• _What to do_:
Look through the listing below, and wherever a line has the string "RequestTimeout", copy it.

• _Stored data_:
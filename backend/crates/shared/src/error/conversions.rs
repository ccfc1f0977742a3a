//! Error conversions
//!
//! `From` implementations for foreign errors plus the HTTP rendering of
//! [`AppError`] (feature `axum`).

use super::app_error::AppError;
use super::kind::ErrorKind;

// ============================================================================
// Standard library conversions
// ============================================================================

impl From<std::io::Error> for AppError {
    fn from(err: std::io::Error) -> Self {
        match err.kind() {
            std::io::ErrorKind::TimedOut => {
                AppError::new(ErrorKind::RequestTimeout, "I/O operation timed out").with_source(err)
            }
            std::io::ErrorKind::ConnectionRefused
            | std::io::ErrorKind::ConnectionReset
            | std::io::ErrorKind::ConnectionAborted => {
                AppError::service_unavailable("Backing store unreachable").with_source(err)
            }
            _ => AppError::internal("I/O operation failed").with_source(err),
        }
    }
}

impl From<std::num::ParseIntError> for AppError {
    fn from(err: std::num::ParseIntError) -> Self {
        AppError::bad_request("Invalid integer format").with_source(err)
    }
}

impl From<uuid::Error> for AppError {
    fn from(err: uuid::Error) -> Self {
        AppError::bad_request("Invalid identifier").with_source(err)
    }
}

// ============================================================================
// serde_json conversions
// ============================================================================

impl From<serde_json::Error> for AppError {
    fn from(err: serde_json::Error) -> Self {
        if err.is_syntax() || err.is_data() {
            AppError::bad_request(format!("JSON parse error: {}", err)).with_source(err)
        } else {
            AppError::internal("JSON serialization error").with_source(err)
        }
    }
}

// ============================================================================
// SQLx conversions (feature-gated)
// ============================================================================

#[cfg(feature = "sqlx")]
impl From<sqlx::Error> for AppError {
    fn from(err: sqlx::Error) -> Self {
        match &err {
            sqlx::Error::RowNotFound => AppError::not_found("Record not found").with_source(err),
            sqlx::Error::PoolTimedOut | sqlx::Error::Io(_) => {
                AppError::service_unavailable("Database unavailable").with_source(err)
            }
            sqlx::Error::Database(db_err) => {
                // https://www.postgresql.org/docs/current/errcodes-appendix.html
                let app_err = match db_err.code().as_deref() {
                    Some("23505") => AppError::conflict("Duplicate key value"),
                    Some("23503") => AppError::conflict("Foreign key violation"),
                    Some("23502") | Some("23514") => AppError::bad_request("Constraint violation"),
                    Some("40001") | Some("40P01") => {
                        AppError::service_unavailable("Concurrent update, retry")
                    }
                    Some(code) if code.starts_with("53") || code.starts_with("57") => {
                        AppError::service_unavailable("Database unavailable")
                    }
                    _ => AppError::internal("Database error"),
                };
                app_err.with_source(err)
            }
            _ => AppError::internal("Database error").with_source(err),
        }
    }
}

// ============================================================================
// Axum conversions (feature-gated)
// ============================================================================

#[cfg(feature = "axum")]
impl axum::response::IntoResponse for AppError {
    fn into_response(self) -> axum::response::Response {
        use axum::Json;
        use axum::http::{HeaderValue, StatusCode, header};

        let status =
            StatusCode::from_u16(self.status_code()).unwrap_or(StatusCode::INTERNAL_SERVER_ERROR);

        // RFC 7807 Problem Details, plus the ordered field messages
        let mut body = serde_json::json!({
            "type": format!("https://httpstatuses.io/{}", self.status_code()),
            "title": self.kind().as_str(),
            "status": self.status_code(),
            "detail": self.message(),
            "action": self.action(),
        });
        if !self.errors().is_empty() {
            body["errors"] = serde_json::to_value(self.errors()).unwrap_or_default();
        }

        let mut response = (status, Json(body)).into_response();
        if let Some(seconds) = self.retry_after_secs() {
            if let Ok(value) = HeaderValue::from_str(&seconds.to_string()) {
                response.headers_mut().insert(header::RETRY_AFTER, value);
            }
        }
        response
    }
}

#[cfg(test)]
mod tests {
    use super::*;

    #[test]
    fn test_io_error_conversion() {
        let io_err = std::io::Error::new(std::io::ErrorKind::ConnectionRefused, "refused");
        let app_err: AppError = io_err.into();
        assert_eq!(app_err.kind(), ErrorKind::ServiceUnavailable);

        let io_err = std::io::Error::new(std::io::ErrorKind::TimedOut, "slow");
        let app_err: AppError = io_err.into();
        assert_eq!(app_err.kind(), ErrorKind::RequestTimeout);
    }

    #[test]
    fn test_uuid_error_conversion() {
        let err = uuid::Uuid::parse_str("not-a-uuid").unwrap_err();
        let app_err: AppError = err.into();
        assert_eq!(app_err.kind(), ErrorKind::BadRequest);
    }

    #[test]
    fn test_json_error_conversion() {
        let json_err = serde_json::from_str::<serde_json::Value>("{invalid").unwrap_err();
        let app_err: AppError = json_err.into();
        assert_eq!(app_err.kind(), ErrorKind::BadRequest);
    }

    #[cfg(feature = "axum")]
    #[test]
    fn test_into_response_sets_retry_after() {
        use axum::response::IntoResponse;

        let response = AppError::too_many_requests("Too many attempts")
            .with_retry_after(42)
            .into_response();
        assert_eq!(response.status().as_u16(), 429);
        assert_eq!(
            response.headers().get(axum::http::header::RETRY_AFTER).unwrap(),
            "42"
        );
    }
}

• _Reply_:
                AppError::new(ErrorKind::RequestTimeout, "I/O operation timed out").with_source(err)
        assert_eq!(app_err.kind(), ErrorKind::RequestTimeout);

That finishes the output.